● **ABOUT THIS EXERCISE**: Check each line of the material for the string "four", then give only how many lines have it.

● **AVAILABLE DATA**:

____

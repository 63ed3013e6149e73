//! Ontology term link resolution.
//!
//! Term codes such as `CL:0000084` are normalized to `CL_0000084` and
//! dispatched by substring match against an ordered prefix table. The
//! first matching entry wins, so the table order is part of the contract:
//! `CVCL_...` codes contain `CL` and therefore resolve through the CL
//! entry, exactly as deployed links always have.

use serde::ser::{Serialize, SerializeMap, Serializer};

/// Ordered prefix dispatch table: (substring, URL prefix).
const ONTOLOGY_LINKS: &[(&str, &str)] = &[
    ("CL", "https://www.ebi.ac.uk/ols/ontologies/cl/terms?short_form="),
    ("UBERON", "https://www.ebi.ac.uk/ols/ontologies/uberon/terms?short_form="),
    ("DOID", "https://www.ebi.ac.uk/ols/ontologies/doid/terms?short_form="),
    ("EFO", "https://www.ebi.ac.uk/ols/ontologies/efo/terms?short_form="),
    ("CVCL", "https://web.expasy.org/cellosaurus/"),
];

/// Replace the prefix separator with an underscore.
pub fn normalize_code(code: &str) -> String {
    code.replace(':', "_")
}

/// Resolve a term code to its reference URL, or an empty string.
pub fn resolve_link(code: &str) -> String {
    let normalized = normalize_code(code);
    ONTOLOGY_LINKS
        .iter()
        .find(|(prefix, _)| normalized.contains(prefix))
        .map(|(_, base)| format!("{}{}", base, normalized))
        .unwrap_or_default()
}

/// Code → link mapping that keeps the input order of the codes.
///
/// Serializes as a JSON object. A repeated code keeps its first position.
#[derive(Debug, Clone, Default, PartialEq, Eq)]
pub struct OntologyLinks {
    entries: Vec<(String, String)>,
}

impl OntologyLinks {
    pub fn new() -> Self {
        Self::default()
    }

    /// Resolve every code in order.
    pub fn resolve_all<I, S>(codes: I) -> Self
    where
        I: IntoIterator<Item = S>,
        S: AsRef<str>,
    {
        let mut links = Self::new();
        for code in codes {
            links.insert(code.as_ref());
        }
        links
    }

    /// Resolve and append one code; no-op if already present.
    pub fn insert(&mut self, code: &str) {
        if self.get(code).is_none() {
            self.entries.push((code.to_string(), resolve_link(code)));
        }
    }

    pub fn get(&self, code: &str) -> Option<&str> {
        self.entries
            .iter()
            .find(|(c, _)| c == code)
            .map(|(_, link)| link.as_str())
    }

    pub fn iter(&self) -> impl Iterator<Item = (&str, &str)> {
        self.entries.iter().map(|(c, l)| (c.as_str(), l.as_str()))
    }

    pub fn len(&self) -> usize {
        self.entries.len()
    }

    pub fn is_empty(&self) -> bool {
        self.entries.is_empty()
    }
}

impl Serialize for OntologyLinks {
    fn serialize<S: Serializer>(&self, serializer: S) -> Result<S::Ok, S::Error> {
        let mut map = serializer.serialize_map(Some(self.entries.len()))?;
        for (code, link) in &self.entries {
            map.serialize_entry(code, link)?;
        }
        map.end()
    }
}

#[cfg(test)]
mod tests {
    use super::*;

    #[test]
    fn test_cl_code_resolves() {
        let link = resolve_link("CL:0000001");
        assert!(link.contains("/cl/terms"));
        assert!(link.ends_with("CL_0000001"));
        assert!(link.starts_with("https://www.ebi.ac.uk/ols/"));
    }

    #[test]
    fn test_unknown_prefix_resolves_empty() {
        assert_eq!(resolve_link("XX:1"), "");
        assert_eq!(resolve_link(""), "");
    }

    #[test]
    fn test_each_table_entry() {
        let cases = [
            ("UBERON:0000178", "/uberon/terms?short_form=UBERON_0000178"),
            ("DOID:1612", "/doid/terms?short_form=DOID_1612"),
            ("EFO:0000311", "/efo/terms?short_form=EFO_0000311"),
        ];
        for (code, expected) in cases {
            assert!(resolve_link(code).contains(expected), "{}", code);
        }
    }

    #[test]
    fn test_first_match_wins_for_overlapping_prefixes() {
        // CVCL contains CL, and CL is checked first
        let link = resolve_link("CVCL:0030");
        assert!(link.contains("/cl/terms?short_form=CVCL_0030"));
        assert!(!link.contains("cellosaurus"));
    }

    #[test]
    fn test_links_preserve_order_and_dedupe() {
        let links = OntologyLinks::resolve_all(["UBERON:1", "CL:2", "UBERON:1", "XX:3"]);
        let codes: Vec<&str> = links.iter().map(|(c, _)| c).collect();
        assert_eq!(codes, vec!["UBERON:1", "CL:2", "XX:3"]);
        assert_eq!(links.get("XX:3"), Some(""));
    }

    #[test]
    fn test_links_serialize_as_ordered_object() {
        let links = OntologyLinks::resolve_all(["UBERON:1", "CL:2"]);
        let json = serde_json::to_string(&links).unwrap();
        let uberon = json.find("UBERON:1").unwrap();
        let cl = json.find("\"CL:2\"").unwrap();
        assert!(uberon < cl);
    }
}
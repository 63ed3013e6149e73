//! labelpool Core - Data Types, Codec, and Pure Resolution Logic
//!
//! Everything here is storage-agnostic. Storage lives in
//! `labelpool-storage`; the host entry points live in `labelpool-app`.

pub mod algorithm;
pub mod classes;
pub mod codec;
pub mod config;
pub mod entities;
pub mod error;
pub mod literal;
pub mod ontology;
pub mod payload;

pub use algorithm::{
    refresh_due, snapshot_interval, AlgorithmInit, LabeledAnswer, LearningAlgorithm,
};
pub use classes::{decode_class_codes, SampleClass};
pub use codec::{decode, decode_value, encode, encode_value, encoding_of, Encoding, Table};
pub use config::{LabelPoolConfig, LoadPolicy, StorageConfig};
pub use entities::{sample_key, Dataset, LabelRow, PoolType, SampleIndex, SampleRow, StudyRecord};
pub use error::{
    AlgorithmError, CodecError, ConfigError, FieldError, LabelPoolError, LabelPoolResult,
    LoadError, StorageError,
};
pub use literal::{decode_coded_mapping, decode_ontology_codes, parse_literal};
pub use ontology::{normalize_code, resolve_link, OntologyLinks};
pub use payload::{
    EmptyReply, GetQueryArgs, InitArgs, ProcessAnswerArgs, QueryPayload, QueryRecord, Reply,
    Targets,
};

// ============================================================================
// PERSISTED KEYS
// ============================================================================

/// Point-store keys written during partitioning and read while serving.
pub mod keys {
    pub const BATCH_NO: &str = "batch_no";
    pub const TRAIN_DATA: &str = "train_data";
    pub const TEST_DATA: &str = "test_data";
    pub const UNLABELLED_DATA: &str = "unlabelled_data";
    pub const LABEL_DATA: &str = "label_data";
    pub const UNLABELLED_LIST: &str = "unlabelled_list";
    pub const STUDY_ID_LIST: &str = "study_id_list";
    pub const TRAIN_LIST: &str = "train_list";
    pub const ACC_LIST: &str = "acc_list";
    pub const CUR_CONFIDENCE: &str = "cur_confidence";
    pub const LR_CLASSES: &str = "lr_classes";

    /// Document-store key for the ordered unlabeled list length.
    pub const UNLABELLED_LEN: &str = "unlabelled_len";

    /// Document-store key of the per-algorithm answer counter.
    pub fn answer_counter(alg_label: &str) -> String {
        format!("num_reported_answers_for_{}", alg_label)
    }
}
// ============================================================================
// PROPTEST GENERATORS
// ============================================================================

pub mod generators {
    use super::*;
    use proptest::prelude::*;
    use std::collections::BTreeMap;

    pub fn arb_pool_type() -> impl Strategy<Value = PoolType> {
        prop_oneof![
            Just(PoolType::Train),
            Just(PoolType::Test),
            Just(PoolType::Unlabelled),
        ]
    }

    /// Ontology field text: valid lists, `None`, absent, or malformed.
    pub fn arb_ontology_field() -> impl Strategy<Value = Option<String>> {
        prop_oneof![
            Just(None),
            Just(Some("None".to_string())),
            Just(Some("['CL:0000084']".to_string())),
            Just(Some("['UBERON:0000178', 'EFO:0000001', 'XX:1']".to_string())),
            Just(Some("['CL:0000084'".to_string())),
        ]
    }

    pub fn arb_key_value_field() -> impl Strategy<Value = Option<String>> {
        prop_oneof![
            Just(None),
            Just(Some("{'cell type': 'T cell'}".to_string())),
            Just(Some("{u'age': 42L, 'sex': None}".to_string())),
            Just(Some("{'broken'".to_string())),
        ]
    }

    pub fn arb_sample_row(index: SampleIndex) -> impl Strategy<Value = SampleRow> {
        (
            arb_key_value_field(),
            arb_ontology_field(),
            prop::collection::vec(-1.0e6f64..1.0e6, 0..4),
        )
            .prop_map(move |(key_value, ontology_mapping, features)| {
                let attributes: BTreeMap<String, Value> = features
                    .into_iter()
                    .enumerate()
                    .map(|(i, f)| (format!("feature_{}", i), json!(f)))
                    .collect();
                SampleRow {
                    index,
                    sra_sample_id: Some(format!("SRS{:06}", index)),
                    sra_study_id: Some("SRP000001".to_string()),
                    key_value,
                    ontology_mapping,
                    label: None,
                    attributes,
                }
            })
    }

    pub fn arb_label_row(max_index: SampleIndex) -> impl Strategy<Value = LabelRow> {
        (
            0..max_index,
            arb_pool_type(),
            prop::option::of("[a-z_]{3,12}"),
            prop::option::of(0i64..5),
        )
            .prop_map(|(index, dataset_type, label, batch_no)| LabelRow {
                index,
                dataset_type,
                label,
                batch_no,
            })
    }

    /// Dataset over indices `0..32` whose label table may name an index
    /// more than once, or name indices with no sample.
    pub fn arb_dataset() -> impl Strategy<Value = Dataset> {
        let samples = (0i64..32)
            .map(arb_sample_row)
            .collect::<Vec<_>>();
        (samples, prop::collection::vec(arb_label_row(40), 0..48)).prop_map(|(samples, labels)| {
            Dataset {
                samples,
                labels,
                studies: Vec::new(),
            }
        })
    }
}

#[cfg(test)]
mod tests {
    use super::*;

    #[test]
    fn test_failing_store_only_fails_selected_keys() {
        let store = FailingPointStore::new().fail_writes_to("bad");
        assert!(store.set("good", vec![1]).is_ok());
        assert!(store.set("bad", vec![1]).is_err());
        assert_eq!(store.get("good").unwrap(), Some(vec![1]));
    }

    #[test]
    fn test_small_dataset_has_target() {
        let dataset = fixtures::small_dataset();
        let indices: Vec<SampleIndex> = dataset.samples.iter().map(|s| s.index).collect();
        assert!(indices.contains(&fixtures::TARGET_INDEX));
        assert_eq!(dataset.labels.len(), dataset.samples.len());
    }
}
//! Storage context handed to every entry point.

use crate::lmdb::LmdbStorage;
use crate::memory::MemoryStorage;
use crate::traits::{DocumentStore, ListStore, PointStore, QueryStore, StorageBackend};
use labelpool_core::{LabelPoolResult, StorageConfig};
use std::sync::Arc;
use tracing::info;

/// Handles to the four stores.
///
/// Each store may be backed by a different system; the usual setup is
/// one backend providing all four via [`StorageContext::from_backend`].
#[derive(Clone)]
pub struct StorageContext {
    pub points: Arc<dyn PointStore>,
    pub lists: Arc<dyn ListStore>,
    pub docs: Arc<dyn DocumentStore>,
    pub queries: Arc<dyn QueryStore>,
}

impl StorageContext {
    pub fn new(
        points: Arc<dyn PointStore>,
        lists: Arc<dyn ListStore>,
        docs: Arc<dyn DocumentStore>,
        queries: Arc<dyn QueryStore>,
    ) -> Self {
        Self {
            points,
            lists,
            docs,
            queries,
        }
    }

    /// Use one backend for every store.
    pub fn from_backend<B: StorageBackend + 'static>(backend: Arc<B>) -> Self {
        Self {
            points: backend.clone(),
            lists: backend.clone(),
            docs: backend.clone(),
            queries: backend,
        }
    }

    /// Fresh in-memory context.
    pub fn in_memory() -> Self {
        Self::from_backend(Arc::new(MemoryStorage::new()))
    }

    /// Open the backend named by `config`: LMDB when a path is set,
    /// otherwise in-memory.
    pub fn from_config(config: &StorageConfig) -> LabelPoolResult<Self> {
        config.validate()?;
        match &config.lmdb_path {
            Some(path) => {
                info!(
                    path = %path.display(),
                    max_size_mb = config.max_size_mb,
                    "opening LMDB storage"
                );
                let backend = LmdbStorage::open(path, config.max_size_mb)?;
                Ok(Self::from_backend(Arc::new(backend)))
            }
            None => {
                info!("using in-memory storage");
                Ok(Self::in_memory())
            }
        }
    }

    /// Replace the point store, keeping the others.
    pub fn with_points(mut self, points: Arc<dyn PointStore>) -> Self {
        self.points = points;
        self
    }
}

impl std::fmt::Debug for StorageContext {
    fn fmt(&self, f: &mut std::fmt::Formatter<'_>) -> std::fmt::Result {
        f.debug_struct("StorageContext").finish_non_exhaustive()
    }
}

#[cfg(test)]
mod tests {
    use super::*;
    use std::path::PathBuf;
    use tempfile::TempDir;

    #[test]
    fn test_from_backend_shares_state() {
        let ctx = StorageContext::in_memory();
        ctx.points.set("k", b"v".to_vec()).unwrap();
        ctx.docs.doc_increment("experiment", "n").unwrap();

        let clone = ctx.clone();
        assert_eq!(clone.points.get("k").unwrap(), Some(b"v".to_vec()));
        assert_eq!(clone.docs.doc_increment("experiment", "n").unwrap(), 2);
    }

    #[test]
    fn test_from_config_opens_lmdb() {
        let dir = TempDir::new().unwrap();
        let config = StorageConfig {
            lmdb_path: Some(PathBuf::from(dir.path())),
            max_size_mb: 10,
        };
        let ctx = StorageContext::from_config(&config).unwrap();
        assert_eq!(ctx.lists.push_head("data", b"r0".to_vec()).unwrap(), 1);
        assert_eq!(ctx.lists.list_len("data").unwrap(), 1);
    }

    #[test]
    fn test_from_config_rejects_zero_map_size() {
        let config = StorageConfig {
            lmdb_path: None,
            max_size_mb: 0,
        };
        assert!(StorageContext::from_config(&config).is_err());
    }

    #[test]
    fn test_with_points_replaces_only_points() {
        let ctx = StorageContext::in_memory();
        ctx.docs.doc_set("experiment", "k", serde_json::json!(1)).unwrap();

        let ctx = ctx.with_points(Arc::new(MemoryStorage::new()));
        assert!(ctx.points.get("anything").unwrap().is_none());
        assert_eq!(
            ctx.docs.doc_get("experiment", "k").unwrap(),
            Some(serde_json::json!(1))
        );
    }
}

____

● **SOLUTION TO THIS TASK**: 2